> [Problem requirements]:
Transcribe the stretch of entries below from the line with "ignore relay message" through the line with "async fn on_client_signal(&mut", exactly and with both ends included; leave out all other lines.

> [Given records]:
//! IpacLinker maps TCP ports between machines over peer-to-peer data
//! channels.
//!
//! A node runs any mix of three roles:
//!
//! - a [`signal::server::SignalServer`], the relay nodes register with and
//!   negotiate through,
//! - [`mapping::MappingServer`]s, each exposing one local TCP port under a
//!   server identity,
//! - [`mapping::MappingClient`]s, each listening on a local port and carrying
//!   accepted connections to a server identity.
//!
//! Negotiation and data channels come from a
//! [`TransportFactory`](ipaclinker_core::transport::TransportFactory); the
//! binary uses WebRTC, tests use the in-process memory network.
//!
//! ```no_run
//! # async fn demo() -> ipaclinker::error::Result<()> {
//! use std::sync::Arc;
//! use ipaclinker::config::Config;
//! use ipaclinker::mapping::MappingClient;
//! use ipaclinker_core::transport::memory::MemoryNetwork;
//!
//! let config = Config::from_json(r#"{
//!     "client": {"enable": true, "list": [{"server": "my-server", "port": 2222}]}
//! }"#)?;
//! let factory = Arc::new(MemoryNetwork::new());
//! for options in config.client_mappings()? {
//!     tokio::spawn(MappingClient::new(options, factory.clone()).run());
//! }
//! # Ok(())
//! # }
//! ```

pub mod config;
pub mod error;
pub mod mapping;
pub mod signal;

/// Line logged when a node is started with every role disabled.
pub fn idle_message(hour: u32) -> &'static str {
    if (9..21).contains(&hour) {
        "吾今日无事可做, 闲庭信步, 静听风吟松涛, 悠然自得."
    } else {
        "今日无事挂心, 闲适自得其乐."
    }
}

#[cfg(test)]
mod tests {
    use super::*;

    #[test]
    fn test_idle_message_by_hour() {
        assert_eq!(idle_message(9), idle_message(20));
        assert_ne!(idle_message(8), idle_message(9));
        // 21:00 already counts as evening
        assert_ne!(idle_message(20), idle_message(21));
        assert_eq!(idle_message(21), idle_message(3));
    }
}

---

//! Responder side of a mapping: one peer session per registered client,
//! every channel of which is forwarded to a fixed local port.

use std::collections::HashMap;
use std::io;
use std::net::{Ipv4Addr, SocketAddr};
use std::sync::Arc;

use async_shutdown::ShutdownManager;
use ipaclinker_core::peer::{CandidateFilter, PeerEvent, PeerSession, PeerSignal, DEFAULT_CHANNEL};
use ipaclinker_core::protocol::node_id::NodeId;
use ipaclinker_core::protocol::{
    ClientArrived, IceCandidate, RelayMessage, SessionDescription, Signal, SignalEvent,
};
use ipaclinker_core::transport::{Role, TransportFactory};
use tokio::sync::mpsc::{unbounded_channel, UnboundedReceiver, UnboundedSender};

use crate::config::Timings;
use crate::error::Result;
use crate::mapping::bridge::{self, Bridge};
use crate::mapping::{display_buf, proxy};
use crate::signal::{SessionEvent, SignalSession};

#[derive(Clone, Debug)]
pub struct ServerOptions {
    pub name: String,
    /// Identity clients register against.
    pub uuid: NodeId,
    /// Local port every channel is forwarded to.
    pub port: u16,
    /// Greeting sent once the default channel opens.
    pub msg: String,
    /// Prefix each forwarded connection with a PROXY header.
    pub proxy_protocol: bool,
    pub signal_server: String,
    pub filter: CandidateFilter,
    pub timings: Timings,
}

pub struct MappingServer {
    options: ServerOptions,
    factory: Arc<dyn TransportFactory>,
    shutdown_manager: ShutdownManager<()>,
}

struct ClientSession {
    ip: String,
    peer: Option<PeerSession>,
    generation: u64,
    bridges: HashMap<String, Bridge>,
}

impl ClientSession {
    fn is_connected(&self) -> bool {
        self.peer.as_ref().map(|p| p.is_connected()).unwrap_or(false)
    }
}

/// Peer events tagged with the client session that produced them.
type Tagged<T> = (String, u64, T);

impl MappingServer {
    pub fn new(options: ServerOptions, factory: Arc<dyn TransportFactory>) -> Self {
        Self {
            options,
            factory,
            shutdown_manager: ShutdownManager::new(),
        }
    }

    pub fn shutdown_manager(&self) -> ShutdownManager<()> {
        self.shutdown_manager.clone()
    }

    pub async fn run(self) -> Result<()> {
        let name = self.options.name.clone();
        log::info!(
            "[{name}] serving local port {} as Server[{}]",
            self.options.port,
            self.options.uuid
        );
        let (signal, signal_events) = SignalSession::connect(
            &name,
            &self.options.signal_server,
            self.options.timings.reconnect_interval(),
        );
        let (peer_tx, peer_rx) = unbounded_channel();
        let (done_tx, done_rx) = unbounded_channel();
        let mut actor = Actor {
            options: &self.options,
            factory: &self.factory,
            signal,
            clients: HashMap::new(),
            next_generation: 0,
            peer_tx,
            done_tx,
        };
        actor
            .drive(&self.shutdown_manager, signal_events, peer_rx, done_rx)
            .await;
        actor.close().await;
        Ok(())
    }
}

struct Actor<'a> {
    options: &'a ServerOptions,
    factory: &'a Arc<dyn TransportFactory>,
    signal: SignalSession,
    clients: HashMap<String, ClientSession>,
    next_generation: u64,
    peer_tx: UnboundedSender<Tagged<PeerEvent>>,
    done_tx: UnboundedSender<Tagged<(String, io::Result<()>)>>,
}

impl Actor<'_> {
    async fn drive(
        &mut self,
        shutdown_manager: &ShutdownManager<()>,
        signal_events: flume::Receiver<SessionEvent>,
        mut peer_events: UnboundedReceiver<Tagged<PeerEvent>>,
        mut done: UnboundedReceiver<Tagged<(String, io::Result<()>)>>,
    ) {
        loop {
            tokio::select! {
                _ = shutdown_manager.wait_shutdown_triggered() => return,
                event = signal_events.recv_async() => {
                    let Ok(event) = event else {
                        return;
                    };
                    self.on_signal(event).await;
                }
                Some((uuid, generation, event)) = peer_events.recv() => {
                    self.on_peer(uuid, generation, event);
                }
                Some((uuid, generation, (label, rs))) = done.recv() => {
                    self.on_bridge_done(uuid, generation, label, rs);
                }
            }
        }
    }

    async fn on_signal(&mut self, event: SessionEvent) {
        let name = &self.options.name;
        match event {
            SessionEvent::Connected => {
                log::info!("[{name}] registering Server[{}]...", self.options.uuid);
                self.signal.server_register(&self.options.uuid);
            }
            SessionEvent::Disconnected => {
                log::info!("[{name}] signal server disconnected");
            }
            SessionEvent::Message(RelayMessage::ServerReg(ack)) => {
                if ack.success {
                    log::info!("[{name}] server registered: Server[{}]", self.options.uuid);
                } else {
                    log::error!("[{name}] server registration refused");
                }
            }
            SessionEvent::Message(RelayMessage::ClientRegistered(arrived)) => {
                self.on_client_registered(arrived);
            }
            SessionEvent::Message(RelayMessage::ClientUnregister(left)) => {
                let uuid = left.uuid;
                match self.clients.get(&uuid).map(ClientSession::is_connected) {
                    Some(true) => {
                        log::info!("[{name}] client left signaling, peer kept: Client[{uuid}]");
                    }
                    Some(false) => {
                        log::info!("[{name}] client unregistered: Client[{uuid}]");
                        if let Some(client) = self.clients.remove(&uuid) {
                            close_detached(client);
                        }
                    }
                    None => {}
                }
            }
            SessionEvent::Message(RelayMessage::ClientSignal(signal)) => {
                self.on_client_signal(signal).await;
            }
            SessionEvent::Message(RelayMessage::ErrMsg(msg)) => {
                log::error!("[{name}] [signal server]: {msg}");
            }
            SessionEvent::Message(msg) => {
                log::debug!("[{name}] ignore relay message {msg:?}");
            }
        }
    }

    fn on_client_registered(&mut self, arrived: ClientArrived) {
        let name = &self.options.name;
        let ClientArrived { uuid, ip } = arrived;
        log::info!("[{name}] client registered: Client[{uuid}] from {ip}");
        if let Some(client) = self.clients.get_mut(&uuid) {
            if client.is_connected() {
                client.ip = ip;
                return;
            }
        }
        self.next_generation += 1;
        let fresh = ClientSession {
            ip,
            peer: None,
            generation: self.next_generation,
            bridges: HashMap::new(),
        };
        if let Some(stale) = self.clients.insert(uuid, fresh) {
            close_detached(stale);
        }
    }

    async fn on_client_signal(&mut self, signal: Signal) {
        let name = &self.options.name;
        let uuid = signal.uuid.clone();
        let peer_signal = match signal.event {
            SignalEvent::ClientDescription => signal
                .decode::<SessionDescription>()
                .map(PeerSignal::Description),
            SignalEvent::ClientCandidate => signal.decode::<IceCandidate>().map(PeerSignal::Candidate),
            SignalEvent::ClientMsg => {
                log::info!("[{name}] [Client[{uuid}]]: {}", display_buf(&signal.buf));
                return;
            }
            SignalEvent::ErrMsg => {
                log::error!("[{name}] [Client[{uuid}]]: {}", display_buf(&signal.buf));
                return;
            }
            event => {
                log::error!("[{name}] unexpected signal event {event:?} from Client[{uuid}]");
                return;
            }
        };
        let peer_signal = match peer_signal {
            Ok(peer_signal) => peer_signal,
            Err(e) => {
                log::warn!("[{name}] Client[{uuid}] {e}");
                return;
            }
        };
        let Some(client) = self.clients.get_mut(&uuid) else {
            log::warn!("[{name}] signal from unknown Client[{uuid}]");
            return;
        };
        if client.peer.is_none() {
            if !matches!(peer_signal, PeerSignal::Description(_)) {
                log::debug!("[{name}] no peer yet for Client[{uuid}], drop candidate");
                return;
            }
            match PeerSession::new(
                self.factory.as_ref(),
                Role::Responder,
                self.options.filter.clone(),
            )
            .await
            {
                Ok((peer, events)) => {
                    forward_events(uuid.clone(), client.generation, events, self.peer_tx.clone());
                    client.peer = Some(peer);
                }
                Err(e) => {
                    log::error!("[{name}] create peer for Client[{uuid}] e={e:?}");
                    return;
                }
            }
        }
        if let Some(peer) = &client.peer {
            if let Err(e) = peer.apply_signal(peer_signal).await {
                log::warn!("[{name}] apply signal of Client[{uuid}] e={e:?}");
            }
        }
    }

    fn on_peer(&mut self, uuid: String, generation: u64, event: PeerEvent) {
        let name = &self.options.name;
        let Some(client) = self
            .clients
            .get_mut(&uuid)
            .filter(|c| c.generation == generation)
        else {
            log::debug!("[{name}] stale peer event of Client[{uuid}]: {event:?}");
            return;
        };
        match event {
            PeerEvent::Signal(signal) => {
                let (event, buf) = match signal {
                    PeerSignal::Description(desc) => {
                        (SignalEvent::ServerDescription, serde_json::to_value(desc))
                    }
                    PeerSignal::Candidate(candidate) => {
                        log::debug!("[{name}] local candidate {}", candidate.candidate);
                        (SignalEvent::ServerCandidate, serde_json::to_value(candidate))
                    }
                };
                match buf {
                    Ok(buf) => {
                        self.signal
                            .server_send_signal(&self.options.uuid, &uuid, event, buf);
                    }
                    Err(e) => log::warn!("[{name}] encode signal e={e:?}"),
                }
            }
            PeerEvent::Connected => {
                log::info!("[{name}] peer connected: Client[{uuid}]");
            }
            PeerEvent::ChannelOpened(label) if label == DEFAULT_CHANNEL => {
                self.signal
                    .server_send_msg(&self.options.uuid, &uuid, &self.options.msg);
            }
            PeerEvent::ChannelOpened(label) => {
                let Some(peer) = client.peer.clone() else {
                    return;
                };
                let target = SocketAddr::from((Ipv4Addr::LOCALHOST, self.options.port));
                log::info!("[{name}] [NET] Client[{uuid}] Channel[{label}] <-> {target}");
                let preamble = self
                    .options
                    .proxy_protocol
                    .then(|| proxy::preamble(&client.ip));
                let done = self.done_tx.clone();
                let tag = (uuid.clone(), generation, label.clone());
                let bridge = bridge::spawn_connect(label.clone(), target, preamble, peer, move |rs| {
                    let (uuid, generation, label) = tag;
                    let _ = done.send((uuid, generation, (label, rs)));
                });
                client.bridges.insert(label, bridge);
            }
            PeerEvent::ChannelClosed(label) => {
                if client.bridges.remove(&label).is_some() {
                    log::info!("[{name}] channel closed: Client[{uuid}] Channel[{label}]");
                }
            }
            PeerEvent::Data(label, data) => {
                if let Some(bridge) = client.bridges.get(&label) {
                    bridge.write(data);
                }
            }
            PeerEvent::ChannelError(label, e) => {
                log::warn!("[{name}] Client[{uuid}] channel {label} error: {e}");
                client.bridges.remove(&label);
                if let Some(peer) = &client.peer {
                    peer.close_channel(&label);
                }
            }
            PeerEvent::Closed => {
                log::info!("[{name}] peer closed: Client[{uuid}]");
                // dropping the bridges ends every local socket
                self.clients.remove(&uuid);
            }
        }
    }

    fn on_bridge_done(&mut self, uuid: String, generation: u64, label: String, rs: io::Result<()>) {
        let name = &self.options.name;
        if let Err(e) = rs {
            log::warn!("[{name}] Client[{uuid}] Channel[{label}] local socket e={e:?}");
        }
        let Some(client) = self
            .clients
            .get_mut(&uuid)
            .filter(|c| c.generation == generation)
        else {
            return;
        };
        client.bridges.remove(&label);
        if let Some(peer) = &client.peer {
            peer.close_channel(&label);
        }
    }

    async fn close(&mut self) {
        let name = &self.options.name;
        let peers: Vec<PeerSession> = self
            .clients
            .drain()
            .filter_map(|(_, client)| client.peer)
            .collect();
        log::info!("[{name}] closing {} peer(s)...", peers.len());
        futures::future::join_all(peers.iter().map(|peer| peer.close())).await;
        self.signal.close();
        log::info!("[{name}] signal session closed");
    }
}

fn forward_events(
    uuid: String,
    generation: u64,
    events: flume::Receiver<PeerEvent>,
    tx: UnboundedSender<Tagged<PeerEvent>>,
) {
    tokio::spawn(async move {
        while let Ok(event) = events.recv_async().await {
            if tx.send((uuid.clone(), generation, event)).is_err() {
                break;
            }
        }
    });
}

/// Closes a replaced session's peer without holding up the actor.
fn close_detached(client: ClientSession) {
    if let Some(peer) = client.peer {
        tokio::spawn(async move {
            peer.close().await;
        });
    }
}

> [Response area]:
                log::debug!("[{name}] ignore relay message {msg:?}");
            }
        }
    }

    fn on_client_registered(&mut self, arrived: ClientArrived) {
        let name = &self.options.name;
        let ClientArrived { uuid, ip } = arrived;
        log::info!("[{name}] client registered: Client[{uuid}] from {ip}");
        if let Some(client) = self.clients.get_mut(&uuid) {
            if client.is_connected() {
                client.ip = ip;
                return;
            }
        }
        self.next_generation += 1;
        let fresh = ClientSession {
            ip,
            peer: None,
            generation: self.next_generation,
            bridges: HashMap::new(),
        };
        if let Some(stale) = self.clients.insert(uuid, fresh) {
            close_detached(stale);
        }
    }

    async fn on_client_signal(&mut self, signal: Signal) {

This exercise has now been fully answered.